• **What you are asked to do**
Below are the records; give the number of lines in them that include the word "over", and nothing more.

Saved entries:
-------------------------

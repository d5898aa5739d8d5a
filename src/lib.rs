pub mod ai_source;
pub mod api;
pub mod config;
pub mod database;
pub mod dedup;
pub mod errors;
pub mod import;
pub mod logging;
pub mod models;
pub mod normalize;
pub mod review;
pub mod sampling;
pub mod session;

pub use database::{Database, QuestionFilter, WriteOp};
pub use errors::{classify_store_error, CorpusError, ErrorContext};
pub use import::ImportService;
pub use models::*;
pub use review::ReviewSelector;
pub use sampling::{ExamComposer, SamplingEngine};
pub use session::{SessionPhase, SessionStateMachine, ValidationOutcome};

-------------------------

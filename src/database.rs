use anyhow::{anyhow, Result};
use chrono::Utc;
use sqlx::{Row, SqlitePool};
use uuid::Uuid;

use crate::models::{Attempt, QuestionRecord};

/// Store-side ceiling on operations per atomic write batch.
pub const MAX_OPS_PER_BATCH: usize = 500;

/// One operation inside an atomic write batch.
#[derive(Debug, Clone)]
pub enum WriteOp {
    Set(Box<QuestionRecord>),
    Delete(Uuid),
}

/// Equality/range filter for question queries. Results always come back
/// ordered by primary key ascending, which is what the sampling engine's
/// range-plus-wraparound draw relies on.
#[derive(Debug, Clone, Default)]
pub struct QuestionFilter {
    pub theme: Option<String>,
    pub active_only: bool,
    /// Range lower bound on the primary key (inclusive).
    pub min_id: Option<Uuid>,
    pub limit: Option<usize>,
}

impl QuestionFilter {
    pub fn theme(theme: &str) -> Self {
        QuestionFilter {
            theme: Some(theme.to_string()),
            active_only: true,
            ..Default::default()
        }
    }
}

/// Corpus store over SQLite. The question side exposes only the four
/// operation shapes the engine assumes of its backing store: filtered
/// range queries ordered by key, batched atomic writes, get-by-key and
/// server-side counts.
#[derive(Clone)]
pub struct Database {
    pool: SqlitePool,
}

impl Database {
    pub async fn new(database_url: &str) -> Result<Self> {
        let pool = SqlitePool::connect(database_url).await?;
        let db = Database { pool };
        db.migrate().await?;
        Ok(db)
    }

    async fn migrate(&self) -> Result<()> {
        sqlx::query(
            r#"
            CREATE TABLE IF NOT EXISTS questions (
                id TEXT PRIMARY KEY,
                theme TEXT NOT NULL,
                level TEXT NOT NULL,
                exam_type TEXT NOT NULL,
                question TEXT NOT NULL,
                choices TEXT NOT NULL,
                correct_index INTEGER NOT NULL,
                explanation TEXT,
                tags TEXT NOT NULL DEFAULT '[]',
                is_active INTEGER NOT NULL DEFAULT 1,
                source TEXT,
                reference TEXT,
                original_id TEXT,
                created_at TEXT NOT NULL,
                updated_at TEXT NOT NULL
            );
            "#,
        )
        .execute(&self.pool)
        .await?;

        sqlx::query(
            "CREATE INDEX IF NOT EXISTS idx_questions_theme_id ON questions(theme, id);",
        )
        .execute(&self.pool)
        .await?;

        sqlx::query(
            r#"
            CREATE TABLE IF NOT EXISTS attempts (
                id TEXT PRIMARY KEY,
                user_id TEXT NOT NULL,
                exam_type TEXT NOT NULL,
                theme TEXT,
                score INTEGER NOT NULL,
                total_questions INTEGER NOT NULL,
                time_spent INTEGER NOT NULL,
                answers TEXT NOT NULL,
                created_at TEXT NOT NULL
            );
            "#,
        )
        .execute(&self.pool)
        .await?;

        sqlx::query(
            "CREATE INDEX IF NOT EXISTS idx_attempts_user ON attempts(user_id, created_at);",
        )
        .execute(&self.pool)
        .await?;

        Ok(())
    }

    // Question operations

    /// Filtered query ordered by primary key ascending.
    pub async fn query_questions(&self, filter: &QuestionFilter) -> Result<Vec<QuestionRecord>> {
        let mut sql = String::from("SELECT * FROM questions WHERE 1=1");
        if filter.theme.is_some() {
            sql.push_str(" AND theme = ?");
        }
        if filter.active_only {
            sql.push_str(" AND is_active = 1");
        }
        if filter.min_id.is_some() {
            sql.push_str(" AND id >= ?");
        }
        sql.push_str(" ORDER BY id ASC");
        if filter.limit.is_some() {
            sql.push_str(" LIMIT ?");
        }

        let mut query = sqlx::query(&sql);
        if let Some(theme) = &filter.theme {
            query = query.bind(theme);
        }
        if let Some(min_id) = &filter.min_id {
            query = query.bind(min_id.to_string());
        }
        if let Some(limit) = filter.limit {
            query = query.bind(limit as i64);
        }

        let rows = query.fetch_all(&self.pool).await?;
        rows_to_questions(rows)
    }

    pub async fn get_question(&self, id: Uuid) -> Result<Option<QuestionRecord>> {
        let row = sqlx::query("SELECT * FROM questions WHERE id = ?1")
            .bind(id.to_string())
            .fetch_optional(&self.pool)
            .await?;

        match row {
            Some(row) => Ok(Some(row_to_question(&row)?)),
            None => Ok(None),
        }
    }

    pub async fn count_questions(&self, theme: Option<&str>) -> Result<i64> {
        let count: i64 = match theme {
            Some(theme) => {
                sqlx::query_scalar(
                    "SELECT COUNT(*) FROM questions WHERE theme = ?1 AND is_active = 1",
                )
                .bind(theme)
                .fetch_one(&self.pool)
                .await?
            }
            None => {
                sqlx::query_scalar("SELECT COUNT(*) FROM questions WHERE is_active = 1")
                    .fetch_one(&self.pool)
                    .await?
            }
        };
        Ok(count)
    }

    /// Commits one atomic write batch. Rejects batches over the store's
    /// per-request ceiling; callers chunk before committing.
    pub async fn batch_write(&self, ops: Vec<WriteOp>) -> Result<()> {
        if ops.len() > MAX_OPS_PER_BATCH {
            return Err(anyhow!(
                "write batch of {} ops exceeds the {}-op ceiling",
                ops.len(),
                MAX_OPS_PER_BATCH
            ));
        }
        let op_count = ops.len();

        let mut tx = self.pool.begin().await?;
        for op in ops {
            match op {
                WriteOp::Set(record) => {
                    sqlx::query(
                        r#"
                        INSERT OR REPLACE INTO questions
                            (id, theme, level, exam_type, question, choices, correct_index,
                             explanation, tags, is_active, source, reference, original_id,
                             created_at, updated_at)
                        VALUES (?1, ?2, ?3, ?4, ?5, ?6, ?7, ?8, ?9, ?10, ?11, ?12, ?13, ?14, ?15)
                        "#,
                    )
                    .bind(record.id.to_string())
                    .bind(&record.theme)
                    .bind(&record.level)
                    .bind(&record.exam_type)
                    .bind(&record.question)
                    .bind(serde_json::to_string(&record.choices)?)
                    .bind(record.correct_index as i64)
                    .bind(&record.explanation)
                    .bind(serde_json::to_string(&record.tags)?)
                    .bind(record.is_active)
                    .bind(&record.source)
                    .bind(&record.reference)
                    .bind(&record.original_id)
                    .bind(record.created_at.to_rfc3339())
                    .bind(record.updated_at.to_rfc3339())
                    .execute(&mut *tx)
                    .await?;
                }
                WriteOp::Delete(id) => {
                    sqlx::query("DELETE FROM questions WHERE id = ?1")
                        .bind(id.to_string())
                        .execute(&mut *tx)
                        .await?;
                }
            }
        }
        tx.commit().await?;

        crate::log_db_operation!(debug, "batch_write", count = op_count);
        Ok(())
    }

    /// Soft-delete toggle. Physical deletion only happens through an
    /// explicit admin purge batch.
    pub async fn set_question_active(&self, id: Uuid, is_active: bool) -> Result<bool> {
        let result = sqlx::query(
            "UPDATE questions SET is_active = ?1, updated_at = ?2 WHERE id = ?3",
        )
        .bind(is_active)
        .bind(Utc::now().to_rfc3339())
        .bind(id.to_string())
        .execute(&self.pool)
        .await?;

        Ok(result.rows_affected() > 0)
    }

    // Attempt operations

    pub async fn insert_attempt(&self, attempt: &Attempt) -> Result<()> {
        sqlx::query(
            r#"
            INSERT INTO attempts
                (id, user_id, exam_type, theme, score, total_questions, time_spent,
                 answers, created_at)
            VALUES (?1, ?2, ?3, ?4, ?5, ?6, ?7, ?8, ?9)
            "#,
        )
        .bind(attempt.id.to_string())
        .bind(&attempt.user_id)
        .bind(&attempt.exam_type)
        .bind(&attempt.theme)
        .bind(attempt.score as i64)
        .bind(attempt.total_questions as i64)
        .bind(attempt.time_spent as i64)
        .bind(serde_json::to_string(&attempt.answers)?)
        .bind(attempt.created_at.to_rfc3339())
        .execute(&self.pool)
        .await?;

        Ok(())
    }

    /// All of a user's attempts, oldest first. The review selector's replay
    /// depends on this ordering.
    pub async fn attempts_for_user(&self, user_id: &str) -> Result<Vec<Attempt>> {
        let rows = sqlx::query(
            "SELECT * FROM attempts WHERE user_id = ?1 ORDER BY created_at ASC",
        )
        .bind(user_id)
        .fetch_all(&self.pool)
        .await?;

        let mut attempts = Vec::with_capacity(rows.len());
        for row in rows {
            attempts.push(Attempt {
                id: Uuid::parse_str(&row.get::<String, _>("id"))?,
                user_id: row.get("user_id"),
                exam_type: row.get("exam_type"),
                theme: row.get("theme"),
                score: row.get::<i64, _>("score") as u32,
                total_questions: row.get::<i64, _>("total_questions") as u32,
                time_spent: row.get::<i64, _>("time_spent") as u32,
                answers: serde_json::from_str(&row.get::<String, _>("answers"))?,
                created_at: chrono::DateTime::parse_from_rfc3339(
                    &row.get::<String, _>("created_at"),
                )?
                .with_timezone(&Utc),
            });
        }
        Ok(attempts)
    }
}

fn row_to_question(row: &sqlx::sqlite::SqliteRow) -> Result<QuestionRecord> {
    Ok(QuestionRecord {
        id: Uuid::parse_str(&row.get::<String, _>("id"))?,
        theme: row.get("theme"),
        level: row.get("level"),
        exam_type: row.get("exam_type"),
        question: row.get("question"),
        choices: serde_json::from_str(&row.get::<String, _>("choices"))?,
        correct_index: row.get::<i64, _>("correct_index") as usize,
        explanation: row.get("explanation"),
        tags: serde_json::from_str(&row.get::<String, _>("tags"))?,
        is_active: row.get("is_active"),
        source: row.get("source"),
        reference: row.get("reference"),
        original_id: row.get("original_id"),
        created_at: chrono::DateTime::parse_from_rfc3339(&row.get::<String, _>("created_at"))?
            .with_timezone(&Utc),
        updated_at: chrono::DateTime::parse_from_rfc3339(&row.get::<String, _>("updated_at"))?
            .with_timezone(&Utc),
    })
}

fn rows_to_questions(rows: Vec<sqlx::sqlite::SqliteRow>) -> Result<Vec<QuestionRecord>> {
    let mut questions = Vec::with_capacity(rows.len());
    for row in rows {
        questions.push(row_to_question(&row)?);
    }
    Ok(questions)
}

-------------------------

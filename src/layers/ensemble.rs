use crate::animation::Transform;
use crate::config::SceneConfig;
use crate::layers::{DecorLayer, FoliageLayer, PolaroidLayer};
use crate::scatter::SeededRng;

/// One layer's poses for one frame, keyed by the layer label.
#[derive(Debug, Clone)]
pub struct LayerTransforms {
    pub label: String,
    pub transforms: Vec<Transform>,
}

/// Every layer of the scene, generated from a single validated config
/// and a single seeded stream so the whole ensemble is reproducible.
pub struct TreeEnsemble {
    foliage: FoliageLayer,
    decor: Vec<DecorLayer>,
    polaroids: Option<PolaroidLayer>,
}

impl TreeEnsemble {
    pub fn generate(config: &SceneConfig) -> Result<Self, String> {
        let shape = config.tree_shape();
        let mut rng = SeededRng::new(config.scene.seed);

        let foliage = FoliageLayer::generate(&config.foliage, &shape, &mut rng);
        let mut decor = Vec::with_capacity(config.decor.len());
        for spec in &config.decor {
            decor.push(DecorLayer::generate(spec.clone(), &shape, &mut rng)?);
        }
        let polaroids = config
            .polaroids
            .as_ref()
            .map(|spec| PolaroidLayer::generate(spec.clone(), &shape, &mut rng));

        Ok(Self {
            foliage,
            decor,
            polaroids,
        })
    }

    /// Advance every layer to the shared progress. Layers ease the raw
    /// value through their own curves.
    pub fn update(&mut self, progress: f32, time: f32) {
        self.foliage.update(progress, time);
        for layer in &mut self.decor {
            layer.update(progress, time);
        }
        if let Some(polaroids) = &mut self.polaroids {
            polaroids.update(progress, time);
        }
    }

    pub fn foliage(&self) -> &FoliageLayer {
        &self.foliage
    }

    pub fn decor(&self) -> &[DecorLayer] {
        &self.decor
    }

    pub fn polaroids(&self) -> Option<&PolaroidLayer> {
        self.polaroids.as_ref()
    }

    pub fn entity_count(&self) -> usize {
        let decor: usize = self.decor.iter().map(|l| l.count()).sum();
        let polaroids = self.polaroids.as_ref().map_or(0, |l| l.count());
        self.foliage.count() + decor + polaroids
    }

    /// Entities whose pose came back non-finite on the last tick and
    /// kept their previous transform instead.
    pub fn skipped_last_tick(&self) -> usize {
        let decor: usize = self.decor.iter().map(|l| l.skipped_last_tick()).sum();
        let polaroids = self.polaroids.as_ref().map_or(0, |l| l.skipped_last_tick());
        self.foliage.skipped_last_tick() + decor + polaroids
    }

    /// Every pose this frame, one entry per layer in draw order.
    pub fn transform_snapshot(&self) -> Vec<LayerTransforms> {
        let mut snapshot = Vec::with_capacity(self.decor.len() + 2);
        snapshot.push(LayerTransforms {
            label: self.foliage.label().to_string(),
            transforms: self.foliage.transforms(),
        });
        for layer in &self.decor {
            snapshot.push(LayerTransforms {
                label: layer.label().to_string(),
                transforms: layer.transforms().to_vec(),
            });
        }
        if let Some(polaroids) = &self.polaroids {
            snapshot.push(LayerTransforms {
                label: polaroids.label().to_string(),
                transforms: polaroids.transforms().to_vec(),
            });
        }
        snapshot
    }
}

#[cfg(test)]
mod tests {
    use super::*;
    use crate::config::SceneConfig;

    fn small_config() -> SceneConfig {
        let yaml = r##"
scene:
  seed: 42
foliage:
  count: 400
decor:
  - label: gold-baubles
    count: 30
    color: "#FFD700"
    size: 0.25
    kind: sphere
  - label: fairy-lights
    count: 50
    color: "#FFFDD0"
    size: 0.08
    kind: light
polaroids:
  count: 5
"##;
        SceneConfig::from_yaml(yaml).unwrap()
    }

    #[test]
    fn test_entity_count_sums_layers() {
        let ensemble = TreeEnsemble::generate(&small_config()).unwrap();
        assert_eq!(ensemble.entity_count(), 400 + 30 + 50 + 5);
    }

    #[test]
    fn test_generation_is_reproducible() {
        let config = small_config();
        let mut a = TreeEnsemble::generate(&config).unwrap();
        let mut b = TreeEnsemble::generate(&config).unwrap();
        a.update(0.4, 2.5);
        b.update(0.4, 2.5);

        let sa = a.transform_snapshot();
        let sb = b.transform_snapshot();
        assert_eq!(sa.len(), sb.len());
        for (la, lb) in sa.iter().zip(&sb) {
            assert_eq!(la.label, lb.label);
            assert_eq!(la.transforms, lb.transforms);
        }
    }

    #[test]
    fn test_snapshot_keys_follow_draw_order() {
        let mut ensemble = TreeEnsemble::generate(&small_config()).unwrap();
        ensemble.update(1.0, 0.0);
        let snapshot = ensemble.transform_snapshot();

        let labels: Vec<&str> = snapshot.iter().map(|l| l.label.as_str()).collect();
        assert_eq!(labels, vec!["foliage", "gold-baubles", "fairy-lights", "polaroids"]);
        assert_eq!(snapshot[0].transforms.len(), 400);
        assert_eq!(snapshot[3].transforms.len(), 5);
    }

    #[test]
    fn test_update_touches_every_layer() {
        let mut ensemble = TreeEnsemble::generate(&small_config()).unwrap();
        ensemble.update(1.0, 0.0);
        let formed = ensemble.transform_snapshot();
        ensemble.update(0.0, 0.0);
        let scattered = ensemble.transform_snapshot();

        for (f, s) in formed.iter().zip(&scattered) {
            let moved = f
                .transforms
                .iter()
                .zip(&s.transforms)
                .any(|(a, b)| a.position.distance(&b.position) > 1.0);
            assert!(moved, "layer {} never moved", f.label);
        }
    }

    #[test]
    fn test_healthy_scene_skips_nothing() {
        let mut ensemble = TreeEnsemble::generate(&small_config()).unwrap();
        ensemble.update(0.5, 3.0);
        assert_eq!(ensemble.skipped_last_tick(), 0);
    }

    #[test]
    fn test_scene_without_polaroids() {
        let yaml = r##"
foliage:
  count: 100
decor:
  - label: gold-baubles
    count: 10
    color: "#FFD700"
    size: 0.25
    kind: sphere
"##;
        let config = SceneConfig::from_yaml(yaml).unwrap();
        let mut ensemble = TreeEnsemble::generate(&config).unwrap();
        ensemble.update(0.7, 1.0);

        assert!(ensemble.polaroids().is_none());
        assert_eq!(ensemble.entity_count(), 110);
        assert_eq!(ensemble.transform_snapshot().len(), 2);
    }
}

-------------------------

• **Task solution**
2